The isolated Taiwanese P. a. lena has a distinctive appearance and genetic studies have shown that it is closer to several other giant flying squirrel species than the red and white giant flying squirrel in China. As a consequence, it has been recommended that it should be recognized as a separate species, the Taiwan giant flying squirrel (P. lena). Another subspecies, candidula of Myanmar and northern Thailand, typically is included in the red giant flying squirrel, but it is possibly better included in the red and white giant flying squirrel.

==Appearance==
The red and white giant flying squirrel has been called the largest flying squirrel, although a few other species match at least some of its dimensions. Its head-and-body length is 35-58 cm and its tail is 43-61.5 cm long. Little data is available on the weight of individuals from China. Although one source specifically lists 1231 to 1930 g for the mainland population, this is based on a study of animals from Taiwan. One red and white giant flying squirrel weighed 4290 g, by far the highest reported for any gliding mammal, but whether this is normal for the mainland population is unclear. Other flying squirrels with similar maximum head-and-body and total lengths, the Bhutan giant flying squirrel, red giant flying squirrel and woolly flying squirrel, have reported maximum weights between c. 2500 and 3200 g. Red and white giant flying squirrels from Taiwan, which are smaller than those from China, range from 885 to 1930 g, and average for both sexes is slightly above 1500 g.

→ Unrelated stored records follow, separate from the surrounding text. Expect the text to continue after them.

impl RunSummary {
    /// Ended before the window or the catalog was exhausted.
    pub fn stopped_early(&self) -> bool {
        matches!(self.stop, StopReason::Interrupted | StopReason::Aborted(_))
    }

    /// `scrape` arguments that pick up where this run left off: the bound
    /// already covered moves to the last dated class, the other bound, the
    /// direction and the remaining cap are carried over.
    pub fn resume_hint(&self) -> Option<String> {
        if !self.stopped_early() {
            return None;
        }
        let resume_from = self.last_dated?;
        let (start, end) = match self.direction {
            Direction::NewestFirst => (self.window.start, Some(resume_from)),
            Direction::OldestFirst => (Some(resume_from), self.window.end),
        };

        let mut args = Vec::new();
        if let Some(start) = start {
            args.push(format!("--start-date {}", start));
        }
        if let Some(end) = end {
            args.push(format!("--end-date {}", end));
        }
        if self.direction == Direction::OldestFirst {
            args.push("--oldest-first".to_string());
        }
        if let Some(max) = self.max_entries {
            args.push(format!("--max {}", max.saturating_sub(self.extracted).max(1)));
        }
        Some(args.join(" "))
    }

    /// `command` is the invocation prefix the resume hint is appended to.
    pub fn print(&self, command: &str) {
        println!(
            "Extracted {} classes ({} out of range skipped, {} failed, {} duplicates, {} without a date).",
            self.extracted, self.skipped_out_of_range, self.skipped_failed, self.duplicates, self.dateless
        );
        match &self.stop {
            StopReason::WindowExited => println!("Stopped: left the requested date range."),
            StopReason::EndOfCatalog => println!("Stopped: no more classes in the catalog."),
            StopReason::LimitReached => println!("Stopped: reached the class limit."),
            StopReason::Interrupted => println!("Stopped: interrupted."),
            StopReason::Aborted(e) => println!("Aborted: {}", e),
        }
        if let Some(hint) = self.resume_hint() {
            println!("Saved classes are kept. To resume, run:");
            println!("  {} scrape {}", command, hint);
        }
    }
}

/// Per-run state, dropped when the run ends.
struct TraversalState {
    offset: usize,
    processed: HashSet<String>,
    consecutive_failures: u32,
    tracker: WindowTracker,
    /// Last tile an overshooting skip was pulled back onto.
    clamped_to: Option<usize>,
}

/// Outcome of handling a single tile.
enum Step {
    Continue,
    Stop(StopReason),
}

pub struct Traversal<'a, H, S> {
    host: &'a mut H,
    sink: &'a mut S,
    cfg: &'a TraversalConfig,
    request: &'a RunRequest,
    interrupt: &'a AtomicBool,
}

impl<'a, H: CatalogHost, S: RecordSink> Traversal<'a, H, S> {
    pub fn new(
        host: &'a mut H,
        sink: &'a mut S,
        cfg: &'a TraversalConfig,
        request: &'a RunRequest,
        interrupt: &'a AtomicBool,
    ) -> Self {
        Self { host, sink, cfg, request, interrupt }
    }

    /// Offset the run starts from, estimated from the near window boundary.
    pub fn initial_offset(&self) -> usize {
        let estimator = self.cfg.estimator();
        match self.request.direction {
            Direction::NewestFirst => self
                .request
                .window
                .end
                .map_or(0, |end| estimator.initial_offset(self.request.today, end)),
            Direction::OldestFirst => self
                .request
                .window
                .start
                .map_or(0, |start| estimator.initial_offset(self.cfg.catalog_epoch, start)),
        }
    }

    pub fn run(mut self) -> RunSummary {
        let mut summary = RunSummary {
            extracted: 0,
            skipped_out_of_range: 0,
            skipped_failed: 0,
            duplicates: 0,
            dateless: 0,
            last_dated: None,
            direction: self.request.direction,
            window: self.request.window,
            max_entries: self.request.max_entries,
            stop: StopReason::EndOfCatalog,
        };
        let mut state = TraversalState {
            offset: self.initial_offset(),
            processed: HashSet::new(),
            consecutive_failures: 0,
            clamped_to: None,
            tracker: WindowTracker::new(
                self.request.window,
                self.request.direction,
                self.cfg.window_policy(),
                self.cfg.estimator(),
            ),
        };
        if state.offset > 0 {
            info!("Fast-forwarding to tile {} to approach the date range", state.offset);
        }

        let stop = loop {
            if self.interrupt.load(Ordering::Relaxed) {
                break StopReason::Interrupted;
            }
            if self.request.max_entries.is_some_and(|max| summary.extracted >= max) {
                break StopReason::LimitReached;
            }
            match self.step(&mut state, &mut summary) {
                Ok(Step::Continue) => {}
                Ok(Step::Stop(reason)) => break reason,
                Err(e) if e.is_fatal() => break StopReason::Aborted(TraversalError::Host(e)),
                Err(e) => {
                    state.consecutive_failures += 1;
                    warn!(
                        "Interaction failure at tile {} ({}/{}): {}",
                        state.offset + 1,
                        state.consecutive_failures,
                        self.cfg.max_consecutive_failures,
                        e
                    );
                    if state.consecutive_failures >= self.cfg.max_consecutive_failures {
                        break StopReason::Aborted(TraversalError::RunAborted {
                            failures: state.consecutive_failures,
                            last: e,
                        });
                    }
                }
            }
        };

        summary.stop = stop;
        info!(
            "Traversal finished: {} extracted, {} skipped out of range, window {:?}",
            summary.extracted,
            summary.skipped_out_of_range,
            state.tracker.state()
        );
        summary
    }

    /// Handle the tile at the current offset.
    fn step(&mut self, state: &mut TraversalState, summary: &mut RunSummary) -> Result<Step, HostError> {
        let mut entries = self.load_through(state.offset)?;
        if state.offset >= entries.len() {
            let Some(last) = entries.len().checked_sub(1) else {
                info!("The catalog shows no classes");
                return Ok(Step::Stop(StopReason::EndOfCatalog));
            };
            // An estimate can overshoot the whole catalog while still
            // approaching the window; check the last tile before giving up.
            if state.tracker.state() != WindowState::Before || state.clamped_to == Some(last) {
                info!("No more classes available past tile {}", entries.len());
                return Ok(Step::Stop(StopReason::EndOfCatalog));
            }
            info!(
                "Skip to tile {} ran past the last loaded tile; checking tile {} instead",
                state.offset + 1,
                last + 1
            );
            state.clamped_to = Some(last);
            state.offset = last;
        }
        let entry = entries.swap_remove(state.offset);

        let date = match entry.raw_date.as_deref().map(parse_tile_date) {
            Some(Ok(date)) => Some(date),
            Some(Err(e)) => {
                warn!("{}; processing tile {} without a date", e, entry.index + 1);
                None
            }
            None => {
                warn!("Tile {} has no date label; processing anyway", entry.index + 1);
                None
            }
        };

        match state.tracker.observe(state.offset, date) {
            Decision::Skip(n) => {
                summary.skipped_out_of_range += 1;
                state.consecutive_failures = 0;
                state.offset += n;
                Ok(Step::Continue)
            }
            Decision::Backtrack(n) => {
                if state.tracker.state() == WindowState::Inside {
                    info!("Entered date range at tile {}; backing up {} tiles", state.offset + 1, n);
                } else {
                    info!("Overshot the date range at tile {}; backing up {} tiles", state.offset + 1, n);
                }
                state.consecutive_failures = 0;
                state.offset = state.offset.saturating_sub(n);
                Ok(Step::Continue)
            }
            Decision::Stop => Ok(Step::Stop(StopReason::WindowExited)),
            Decision::Process => {
                let result = self.process(&entry, date, state, summary);
                state.offset += 1;
                if let Err(e) = &result {
                    if !e.is_fatal() {
                        warn!("Skipping tile {}: {}", entry.index + 1, e);
                        summary.skipped_failed += 1;
                        self.close();
                    }
                }
                result
            }
        }
    }

    /// Fresh tile snapshot, loading more tiles until `offset` is covered or
    /// the host stops producing new ones.
    fn load_through(&mut self, offset: usize) -> Result<Vec<CatalogEntry>, HostError> {
        let mut entries = self.host.list_entries()?;
        while offset >= entries.len() {
            debug!("Need tile {} but only {} loaded; requesting more", offset + 1, entries.len());
            let loaded = entries.len();
            if !self.host.request_more()? {
                break;
            }
            entries = self.host.list_entries()?;
            if entries.len() <= loaded {
                break;
            }
        }
        Ok(entries)
    }

    fn process(
        &mut self,
        entry: &CatalogEntry,
        date: Option<NaiveDate>,
        state: &mut TraversalState,
        summary: &mut RunSummary,
    ) -> Result<Step, HostError> {
        let url = self.host.open_entry(entry)?;
        let class_id = class_id_from_url(&url);

        if class_id.is_empty() || state.processed.contains(&class_id) {
            debug!("Class {:?} already processed, skipping", class_id);
            summary.duplicates += 1;
            self.close();
            return Ok(Step::Continue);
        }

        let Some(detail) = self.read_detail(&class_id)? else {
            warn!("Skipping class {}: detail view never stabilized", class_id);
            summary.skipped_failed += 1;
            self.close();
            return Ok(Step::Continue);
        };

        let fields = extract_fields(&detail, &entry.title);
        if fields.duration_minutes.is_none() {
            warn!("Duration not found for {}", class_id);
        }
        if fields.difficulty_rating.is_none() {
            warn!("Difficulty rating not found for {}", class_id);
        }

        let record = ClassRecord {
            url: deep_link(&self.cfg.base_url, &class_id),
            id: class_id,
            title: fields.title,
            instructor: fields.instructor,
            duration_minutes: fields.duration_minutes,
            difficulty_rating: fields.difficulty_rating,
            class_type: self.request.class_type.clone(),
            original_air_time: date,
        };

        if let Err(e) = self.sink.persist(&record) {
            self.close();
            return Ok(Step::Stop(StopReason::Aborted(TraversalError::Persist {
                id: record.id,
                reason: format!("{:#}", e),
            })));
        }

        summary.extracted += 1;
        match date {
            Some(d) => summary.last_dated = Some(d),
            None => summary.dateless += 1,
        }
        state.consecutive_failures = 0;
        state.processed.insert(record.id);
        self.close();
        Ok(Step::Continue)
    }

    /// In-place detail first, then the isolated deep-link view. `None` when
    /// both time out or go stale; fatal errors still propagate.
    fn read_detail(&mut self, class_id: &str) -> Result<Option<DetailSnapshot>, HostError> {
        match self.host.read_detail() {
            Ok(detail) => return Ok(Some(detail)),
            Err(e) if e.is_fatal() => return Err(e),
            Err(e) => warn!("Detail view not stable ({}); trying deep link for {}", e, class_id),
        }
        match self.host.read_detail_isolated(class_id) {
            Ok(detail) => Ok(Some(detail)),
            Err(e) if e.is_fatal() => Err(e),
            Err(e) => {
                warn!("Deep-link fallback failed for {}: {}", class_id, e);
                Ok(None)
            }
        }
    }

    fn close(&mut self) {
        if let Err(e) = self.host.close_entry() {
            warn!("Could not close detail view: {}", e);
        }
    }
}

In China, red and white giant flying squirrels have dark rufous-red upperparts with a large buff or straw-coloured patch on the lower back. The throat and head are white, often with a large rufescent patch around each eye, and the underparts are orange-brown. Depending on mainland subspecies, the feet are blackish or reddish, and the distal two-thirds of the tail can be blackish or russet with an orange-brown or whitish ring at its base. The Taiwanese subspecies has a white head with a narrow or no clear eye-ring, all-dark rufous upperparts and tail (no pale patch on lower back or ring on tail), and all-white underparts.

==Gliding==

Gliding is accomplished with the help of a parachute-like membrane called a patagium. Before taking off, flying squirrels bob and rotate their heads to gauge the route, and then leap into the air, spreading their patagia between cartilaginous spurs on their wrists and ankles. Small adjustments to these spurs give them some control over their speed and direction. Their flattened tails also aid in steering. As their destination nears, they pull upright, prepare their padded feet to cushion the shock of impact, and ready their sharp claws to grip the bark. Gliding is an efficient way to travel but maneuverability in the air is limited. By keeping nocturnal habits, flying squirrels avoid predation by more skilled fliers, such as hawks and eagles. Owls, however, still pose a threat.

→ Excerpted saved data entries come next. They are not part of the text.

use std::path::Path;

use anyhow::{Context, Result};
use rusqlite::{Connection, OptionalExtension, Statement};
use serde::Serialize;
use tracing::info;

use crate::catalog::{ClassRecord, RecordSink};

pub fn connect(path: &Path) -> Result<Connection> {
    if let Some(dir) = path.parent().filter(|d| !d.as_os_str().is_empty()) {
        std::fs::create_dir_all(dir)
            .with_context(|| format!("Failed to create {}", dir.display()))?;
    }
    let conn = Connection::open(path)
        .with_context(|| format!("Failed to open database {}", path.display()))?;
    conn.execute_batch("PRAGMA journal_mode=WAL;")?;
    Ok(conn)
}

pub fn init_schema(conn: &Connection) -> Result<()> {
    conn.execute_batch(
        "
        CREATE TABLE IF NOT EXISTS classes (
            id                TEXT PRIMARY KEY,
            title             TEXT,
            instructor        TEXT,
            duration_minutes  INTEGER,
            difficulty_rating REAL,
            class_type        TEXT,
            original_air_time TEXT,
            url               TEXT
        );
        CREATE INDEX IF NOT EXISTS idx_classes_match
            ON classes(class_type, duration_minutes, difficulty_rating);
        ",
    )?;
    Ok(())
}

// ── Writing ──

#[derive(Debug, Clone, Copy, PartialEq, Eq)]
pub enum Upsert {
    Inserted,
    Updated,
}

/// Per-record writer with statements prepared once for the whole run.
pub struct ClassWriter<'c> {
    exists: Statement<'c>,
    upsert: Statement<'c>,
}

impl<'c> ClassWriter<'c> {
    pub fn new(conn: &'c Connection) -> Result<Self> {
        Ok(Self {
            exists: conn.prepare("SELECT 1 FROM classes WHERE id = ?1")?,
            upsert: conn.prepare(
                "INSERT OR REPLACE INTO classes
                 (id, title, instructor, duration_minutes, difficulty_rating,
                  class_type, original_air_time, url)
                 VALUES (?1, ?2, ?3, ?4, ?5, ?6, ?7, ?8)",
            )?,
        })
    }

    /// Last write wins; an id never produces a second row.
    pub fn upsert(&mut self, c: &ClassRecord) -> Result<Upsert> {
        let existed = self
            .exists
            .query_row([&c.id], |_| Ok(()))
            .optional()?
            .is_some();
        let air_time = c
            .original_air_time
            .map(|d| d.format("%Y-%m-%d").to_string())
            .unwrap_or_default();
        self.upsert.execute(rusqlite::params![
            c.id,
            c.title,
            c.instructor,
            c.duration_minutes,
            c.difficulty_rating,
            c.class_type,
            air_time,
            c.url,
        ])?;
        Ok(if existed { Upsert::Updated } else { Upsert::Inserted })
    }
}

impl RecordSink for ClassWriter<'_> {
    fn persist(&mut self, record: &ClassRecord) -> Result<()> {
        let action = self.upsert(record)?;
        info!(
            "[{}] {} | {} | {} min | rating {}",
            match action {
                Upsert::Inserted => "INSERTED",
                Upsert::Updated => "UPDATED",
            },
            record.title,
            record.instructor,
            record.duration_minutes.map_or("?".into(), |m| m.to_string()),
            record.difficulty_rating.map_or("?".into(), |r| r.to_string()),
        );
        Ok(())
    }
}

// ── Reading ──

#[derive(Debug, Clone, PartialEq, Serialize)]
pub struct ClassRow {
    pub id: String,
    pub title: String,
    pub instructor: String,
    pub duration_minutes: Option<u32>,
    pub difficulty_rating: Option<f64>,
    pub original_air_time: String,
    pub url: String,
}

pub const CLASS_ROW_COLUMNS: &str = "id, COALESCE(title,''), COALESCE(instructor,''), \
     duration_minutes, difficulty_rating, COALESCE(original_air_time,''), COALESCE(url,'')";

pub fn class_row(row: &rusqlite::Row) -> rusqlite::Result<ClassRow> {
    Ok(ClassRow {
        id: row.get(0)?,
        title: row.get(1)?,
        instructor: row.get(2)?,
        duration_minutes: row.get(3)?,
        difficulty_rating: row.get(4)?,
        original_air_time: row.get(5)?,
        url: row.get(6)?,
    })
}

pub fn fetch_class(conn: &Connection, id: &str) -> Result<Option<ClassRow>> {
    let sql = format!("SELECT {} FROM classes WHERE id = ?1", CLASS_ROW_COLUMNS);
    Ok(conn.query_row(&sql, [id], class_row).optional()?)
}

// ── Stats ──

pub struct Stats {
    pub total: usize,
    pub rated: usize,
    pub with_duration: usize,
    pub earliest: Option<String>,
    pub latest: Option<String>,
    pub by_type: Vec<(String, usize)>,
}

pub fn get_stats(conn: &Connection) -> Result<Stats> {
    let total: usize = conn.query_row("SELECT COUNT(*) FROM classes", [], |r| r.get(0))?;
    let rated: usize = conn.query_row(
        "SELECT COUNT(*) FROM classes WHERE difficulty_rating IS NOT NULL",
        [],
        |r| r.get(0),
    )?;
    let with_duration: usize = conn.query_row(
        "SELECT COUNT(*) FROM classes WHERE duration_minutes IS NOT NULL",
        [],
        |r| r.get(0),
    )?;
    let (earliest, latest): (Option<String>, Option<String>) = conn.query_row(
        "SELECT MIN(original_air_time), MAX(original_air_time)
         FROM classes WHERE original_air_time != ''",
        [],
        |r| Ok((r.get(0)?, r.get(1)?)),
    )?;
    let mut stmt = conn.prepare(
        "SELECT COALESCE(class_type,''), COUNT(*) FROM classes
         GROUP BY class_type ORDER BY COUNT(*) DESC",
    )?;
    let by_type = stmt
        .query_map([], |row| Ok((row.get(0)?, row.get(1)?)))?
        .collect::<Result<Vec<_>, _>>()?;
    Ok(Stats {
        total,
        rated,
        with_duration,
        earliest,
        latest,
        by_type,
    })
}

There are 44 species of flying squirrel worldwide. The fact that most of them live in Asia has led to the hypothesis that they originated there. Only two species are found in the Americas: the Northern flying squirrel lives in deciduous and mixed woods all across Canada as well as down into the Pacific Northwest and Sierra Nevada; the Southern flying squirrel lives in the Eastern half of North America from southern Canada down to Florida, with isolated pockets in Central America.

Gliding has evolved independently in a variety of arboreal animals. Among mammals, there are the marsupial gliding possums of Australia, the colugos of SE Asia, and the scaly-tailed flying squirrels of Africa. Each group glides in a slightly different way, with their patagia being controlled by different morphological adaptations. In some marsupial gliders for example, the patagium attaches at the elbows, whereas in colugos it extends into webbed digits. The fact that all flying squirrels are "wrist gliders" with shared wrist anatomy suggests that they are all descended from a common ancestor, presumably some sort of primitive tree squirrel. Non-mammalian arboreal gliders include frogs, geckos, snakes, lizards, and even ants.

==Status==
This species has a wide distribution and a presumed large population, it occurs in many protected areas, and the International Union for Conservation of Nature has rated it as being of "least concern".